//! Input validation for the nonlinearity test.
//!
//! Centralizes the fatal preconditions so the test body can assume a
//! well-posed problem: a positive replicate count and series long enough to
//! survive the statistic's double trim.
use crate::functional::core::shape::FarShape;
use crate::statistical_tests::errors::{NLError, NLResult};

/// Validate the test configuration against the panel's series length.
///
/// # Errors
/// - [`NLError::InvalidBootstrapCount`] if `maxboot == 0`.
/// - [`NLError::SeriesTooShortForTest`] if `series_len ≤ 2·max(p, d)`:
///   the residual comparison drops `max(p, d)` rows at design construction
///   and `max(p, d)` more when aligning the two residual sets, so shorter
///   series leave nothing to compare.
pub(crate) fn validate_test_inputs(shape: &FarShape, maxboot: usize) -> NLResult<()> {
    if maxboot == 0 {
        return Err(NLError::InvalidBootstrapCount(maxboot));
    }
    let needed = 2 * shape.trim();
    if shape.t_len() <= needed {
        return Err(NLError::SeriesTooShortForTest { series_len: shape.t_len(), needed });
    }
    Ok(())
}

#[cfg(test)]
mod tests {
    use super::*;

    // -------------------------------------------------------------------------
    // Scope
    // -----
    // These tests cover:
    // - Rejection of zero replicate counts and doubly-trimmed-away series.
    // -------------------------------------------------------------------------

    #[test]
    // Purpose
    // -------
    // Verify both fatal preconditions and a passing configuration.
    //
    // Given
    // -----
    // - FAR(2, 1) shapes over series of length 4 (too short) and 100, with
    //   maxboot 0 and 250.
    //
    // Expect
    // ------
    // - Matching errors for the bad inputs; Ok for the good pair.
    fn validate_test_inputs_enforces_replicates_and_double_trim() {
        // Arrange
        let short = FarShape::new(2, 1, 4).expect("shape itself is valid");
        let long = FarShape::new(2, 1, 100).expect("shape itself is valid");

        // Act & Assert
        assert_eq!(
            validate_test_inputs(&long, 0).unwrap_err(),
            NLError::InvalidBootstrapCount(0)
        );
        assert_eq!(
            validate_test_inputs(&short, 250).unwrap_err(),
            NLError::SeriesTooShortForTest { series_len: 4, needed: 4 }
        );
        assert!(validate_test_inputs(&long, 250).is_ok());
    }
}
//! functional::models — fit orchestration façades.
//!
//! Purpose
//! -------
//! House the two user-facing model types: [`FarModel`] for one series and
//! [`MxfarModel`] for a grouped panel. Both validate their inputs, build
//! the grid and lagged design, inject the matching point estimator into the
//! parallel grid sweep, and package the results with aligned in-sample
//! fitted values and residuals (and, on request, functional PDC arrays).
//!
//! Downstream usage
//! ----------------
//! - The cross-validator and the nonlinearity test both build on
//!   [`FarModel`] for their per-series refits.

pub mod far;
pub mod mxfar;

// ---- Re-exports (primary public surface) ----------------------------------

pub use self::far::{FarFit, FarModel};
pub use self::mxfar::{MxfarFit, MxfarModel};

// ---- Optional convenience prelude for downstream crates -------------------

pub mod prelude {
    pub use super::far::{FarFit, FarModel};
    pub use super::mxfar::{MxfarFit, MxfarModel};
}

WHAT THE TASK REQUIRES
Word for word, copy all of the listing above.

RESULT OF THIS TASK
//! Input validation for the nonlinearity test.
//!
//! Centralizes the fatal preconditions so the test body can assume a
//! well-posed problem: a positive replicate count and series long enough to
//! survive the statistic's double trim.
use crate::functional::core::shape::FarShape;
use crate::statistical_tests::errors::{NLError, NLResult};

/// Validate the test configuration against the panel's series length.
///
/// # Errors
/// - [`NLError::InvalidBootstrapCount`] if `maxboot == 0`.
/// - [`NLError::SeriesTooShortForTest`] if `series_len ≤ 2·max(p, d)`:
///   the residual comparison drops `max(p, d)` rows at design construction
///   and `max(p, d)` more when aligning the two residual sets, so shorter
///   series leave nothing to compare.
pub(crate) fn validate_test_inputs(shape: &FarShape, maxboot: usize) -> NLResult<()> {
    if maxboot == 0 {
        return Err(NLError::InvalidBootstrapCount(maxboot));
    }
    let needed = 2 * shape.trim();
    if shape.t_len() <= needed {
        return Err(NLError::SeriesTooShortForTest { series_len: shape.t_len(), needed });
    }
    Ok(())
}

#[cfg(test)]
mod tests {
    use super::*;

    // -------------------------------------------------------------------------
    // Scope
    // -----
    // These tests cover:
    // - Rejection of zero replicate counts and doubly-trimmed-away series.
    // -------------------------------------------------------------------------

    #[test]
    // Purpose
    // -------
    // Verify both fatal preconditions and a passing configuration.
    //
    // Given
    // -----
    // - FAR(2, 1) shapes over series of length 4 (too short) and 100, with
    //   maxboot 0 and 250.
    //
    // Expect
    // ------
    // - Matching errors for the bad inputs; Ok for the good pair.
    fn validate_test_inputs_enforces_replicates_and_double_trim() {
        // Arrange
        let short = FarShape::new(2, 1, 4).expect("shape itself is valid");
        let long = FarShape::new(2, 1, 100).expect("shape itself is valid");

        // Act & Assert
        assert_eq!(
            validate_test_inputs(&long, 0).unwrap_err(),
            NLError::InvalidBootstrapCount(0)
        );
        assert_eq!(
            validate_test_inputs(&short, 250).unwrap_err(),
            NLError::SeriesTooShortForTest { series_len: 4, needed: 4 }
        );
        assert!(validate_test_inputs(&long, 250).is_ok());
    }
}
//! functional::models — fit orchestration façades.
//!
//! Purpose
//! -------
//! House the two user-facing model types: [`FarModel`] for one series and
//! [`MxfarModel`] for a grouped panel. Both validate their inputs, build
//! the grid and lagged design, inject the matching point estimator into the
//! parallel grid sweep, and package the results with aligned in-sample
//! fitted values and residuals (and, on request, functional PDC arrays).
//!
//! Downstream usage
//! ----------------
//! - The cross-validator and the nonlinearity test both build on
//!   [`FarModel`] for their per-series refits.

pub mod far;
pub mod mxfar;

// ---- Re-exports (primary public surface) ----------------------------------

pub use self::far::{FarFit, FarModel};
pub use self::mxfar::{MxfarFit, MxfarModel};

// ---- Optional convenience prelude for downstream crates -------------------

pub mod prelude {
    pub use super::far::{FarFit, FarModel};
    pub use super::mxfar::{MxfarFit, MxfarModel};
}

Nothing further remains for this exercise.